BeautifulSoup is a Python library used for parsing HTML and XML documents. It is part of the bs4 package and is widely used for web scraping, data extraction, and working with structured data in HTML or XML. Below is a detailed explanation of BeautifulSoup, including its features, methods, and common use cases.



In [1]:
pip install beautifulsoup4 lxml


Note: you may need to restart the kernel to use updated packages.


Key Features of BeautifulSoup

Parse and navigate HTML/XML documents.

Modify or extract data from web pages.

Handle malformed or poorly structured HTML gracefully.

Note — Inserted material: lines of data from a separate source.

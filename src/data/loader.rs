use std::path::Path;

use anyhow::{Context, Result, bail};
use arrow::array::{Array, BooleanArray, Int32Array, Int64Array, UInt32Array, UInt64Array};
use arrow::datatypes::DataType;
use parquet::arrow::arrow_reader::ParquetRecordBatchReaderBuilder;
use serde_json::Value as JsonValue;

use super::filter::FeatureFilter;
use crate::error::DescriptorError;

/// A persisted filter before validation: either indices or a mask.
#[derive(Debug, PartialEq)]
enum RawFilter {
    Indices(Vec<usize>),
    Mask(Vec<bool>),
}

impl RawFilter {
    fn into_filter(self) -> crate::error::Result<FeatureFilter> {
        match self {
            RawFilter::Indices(idx) => FeatureFilter::from_indices(idx),
            RawFilter::Mask(mask) => FeatureFilter::from_mask(&mask),
        }
    }
}

// ---------------------------------------------------------------------------
// Public entry-point
// ---------------------------------------------------------------------------

/// Load a persisted feature filter. Dispatch by extension.
///
/// Supported formats:
/// * `.json`    – a flat array of integers (indices) or booleans (mask)
/// * `.csv`     – one column or one row of integers or `true`/`false`
/// * `.parquet` – the first integer (indices) or boolean (mask) column
pub fn load_filter_file(path: &Path) -> crate::error::Result<FeatureFilter> {
    if !path.exists() {
        return Err(DescriptorError::FilterLoad {
            path: path.to_path_buf(),
            cause: anyhow::anyhow!("no such file"),
        });
    }
    let raw = read_raw_filter(path).map_err(|cause| DescriptorError::FilterLoad {
        path: path.to_path_buf(),
        cause,
    })?;
    raw.into_filter()
}

fn read_raw_filter(path: &Path) -> Result<RawFilter> {
    let ext = path
        .extension()
        .and_then(|e| e.to_str())
        .unwrap_or("")
        .to_ascii_lowercase();

    match ext.as_str() {
        "json" => load_json(path),
        "csv" | "txt" => load_csv(path),
        "parquet" | "pq" => load_parquet(path),
        other => bail!("Unsupported file extension: .{other}"),
    }
}

// ---------------------------------------------------------------------------
// JSON loader
// ---------------------------------------------------------------------------

/// `[0, 3, 4, 9]` or `[true, false, true]`.
fn load_json(path: &Path) -> Result<RawFilter> {
    let text = std::fs::read_to_string(path).context("reading JSON file")?;
    let root: JsonValue = serde_json::from_str(&text).context("parsing JSON")?;

    let values = root.as_array().context("Expected top-level JSON array")?;

    if values.first().is_some_and(JsonValue::is_boolean) {
        let mask = values
            .iter()
            .enumerate()
            .map(|(j, v)| v.as_bool().with_context(|| format!("[{j}]: not a boolean")))
            .collect::<Result<Vec<_>>>()?;
        return Ok(RawFilter::Mask(mask));
    }

    let indices = values
        .iter()
        .enumerate()
        .map(|(j, v)| {
            v.as_u64()
                .map(|i| i as usize)
                .with_context(|| format!("[{j}]: not a non-negative integer"))
        })
        .collect::<Result<Vec<_>>>()?;
    Ok(RawFilter::Indices(indices))
}

// ---------------------------------------------------------------------------
// CSV loader
// ---------------------------------------------------------------------------

/// No header row. Values may be laid out as one column or one row; any other
/// shape is rejected.
fn load_csv(path: &Path) -> Result<RawFilter> {
    let mut reader = csv::ReaderBuilder::new()
        .has_headers(false)
        .flexible(true)
        .trim(csv::Trim::All)
        .from_path(path)
        .context("opening CSV")?;

    let mut rows: Vec<Vec<String>> = Vec::new();
    for (row_no, result) in reader.records().enumerate() {
        let record = result.with_context(|| format!("CSV row {row_no}"))?;
        let cells: Vec<String> = record
            .iter()
            .filter(|c| !c.is_empty())
            .map(str::to_string)
            .collect();
        if !cells.is_empty() {
            rows.push(cells);
        }
    }

    let cells: Vec<String> = match rows.as_slice() {
        [] => bail!("CSV file is empty"),
        [single_row] => single_row.clone(),
        many if many.iter().all(|r| r.len() == 1) => many.iter().map(|r| r[0].clone()).collect(),
        _ => bail!("Expected a 1D array (single row or single column)"),
    };

    if cells.iter().all(|c| c == "true" || c == "false") {
        return Ok(RawFilter::Mask(cells.iter().map(|c| c == "true").collect()));
    }

    let indices = cells
        .iter()
        .enumerate()
        .map(|(j, tok)| {
            tok.parse::<usize>()
                .with_context(|| format!("[{j}]: '{tok}' is not a non-negative integer"))
        })
        .collect::<Result<Vec<_>>>()?;
    Ok(RawFilter::Indices(indices))
}

// ---------------------------------------------------------------------------
// Parquet loader
// ---------------------------------------------------------------------------

/// Reads the first column of the file. Integer columns are indices, boolean
/// columns are masks; nulls are rejected.
fn load_parquet(path: &Path) -> Result<RawFilter> {
    let file = std::fs::File::open(path).context("opening parquet file")?;
    let builder = ParquetRecordBatchReaderBuilder::try_new(file)
        .context("reading parquet metadata")?;
    let reader = builder.build().context("building parquet reader")?;

    let mut indices = Vec::new();
    let mut mask = Vec::new();
    let mut is_mask = None;

    for batch_result in reader {
        let batch = batch_result.context("reading parquet record batch")?;
        if batch.num_columns() == 0 {
            bail!("Parquet file has no columns");
        }
        let col = batch.column(0);
        if col.null_count() > 0 {
            bail!("Filter column contains nulls");
        }

        match col.data_type() {
            DataType::Boolean => {
                is_mask = Some(true);
                let arr = col
                    .as_any()
                    .downcast_ref::<BooleanArray>()
                    .context("expected BooleanArray")?;
                mask.extend(arr.iter().map(|v| v.unwrap_or(false)));
            }
            DataType::Int32 => {
                is_mask = Some(false);
                let arr = col
                    .as_any()
                    .downcast_ref::<Int32Array>()
                    .context("expected Int32Array")?;
                for v in arr.values().iter() {
                    indices.push(usize::try_from(*v).context("negative index")?);
                }
            }
            DataType::Int64 => {
                is_mask = Some(false);
                let arr = col
                    .as_any()
                    .downcast_ref::<Int64Array>()
                    .context("expected Int64Array")?;
                for v in arr.values().iter() {
                    indices.push(usize::try_from(*v).context("negative index")?);
                }
            }
            DataType::UInt32 => {
                is_mask = Some(false);
                let arr = col
                    .as_any()
                    .downcast_ref::<UInt32Array>()
                    .context("expected UInt32Array")?;
                indices.extend(arr.values().iter().map(|v| *v as usize));
            }
            DataType::UInt64 => {
                is_mask = Some(false);
                let arr = col
                    .as_any()
                    .downcast_ref::<UInt64Array>()
                    .context("expected UInt64Array")?;
                indices.extend(arr.values().iter().map(|v| *v as usize));
            }
            other => bail!("Filter column type is {other:?}, expected integers or booleans"),
        }
    }

    match is_mask {
        Some(true) => Ok(RawFilter::Mask(mask)),
        Some(false) => Ok(RawFilter::Indices(indices)),
        None => bail!("Parquet file contains no rows"),
    }
}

Works with different parsers like:

html.parser (built-in parser).

lxml (faster and more powerful).

html5lib (more forgiving for badly-formed HTML).

In [3]:
from bs4 import BeautifulSoup

In [5]:
html_doc = """
<html>
  <head><title>Sample Page</title></head>
  <body>
    <h1>Main Heading</h1>
    <p class="intro">Welcome to the page!</p>
    <a href="http://example.com">Example Link</a>
  </body>
</html>
"""

soup=BeautifulSoup(html_doc,"html.parser")

In [12]:
print(soup.h1.string)

Main Heading


In [13]:
ptag=soup.find('p')

In [14]:
print(ptag)

<p class="intro">Welcome to the page!</p>


In [15]:
print(ptag.__class__)

<class 'bs4.element.Tag'>


In [17]:
print(ptag.string)

Welcome to the page!


In [18]:
atag=soup.find('a')

In [19]:
print(atag)

<a href="http://example.com">Example Link</a>


In [27]:
print(atag['href'])

http://example.com


In [30]:
print(soup.select(".intro"))

[<p class="intro">Welcome to the page!</p>]


In [31]:
ptag.string="Hello Meet Mavani"
atag['href']="_blank"

In [32]:
print(atag)

<a href="_blank">Example Link</a>


In [33]:
print(soup.get_text())



Sample Page

Main Heading
Hello Meet Mavani
Example Link





Write a Python program to replace a given tag with whatever’s inside a given tag.



In [37]:
from bs4 import BeautifulSoup
markup = '<a href="https://w3resource.com/">Python exercises.<i>w3resource.com</i></a>'
soup = BeautifulSoup(markup, "html.parser")
atag=soup.find('a')

print(atag.i.unwrap())

print(atag)


<i></i>
<a href="https://w3resource.com/">Python exercises.w3resource.com</a>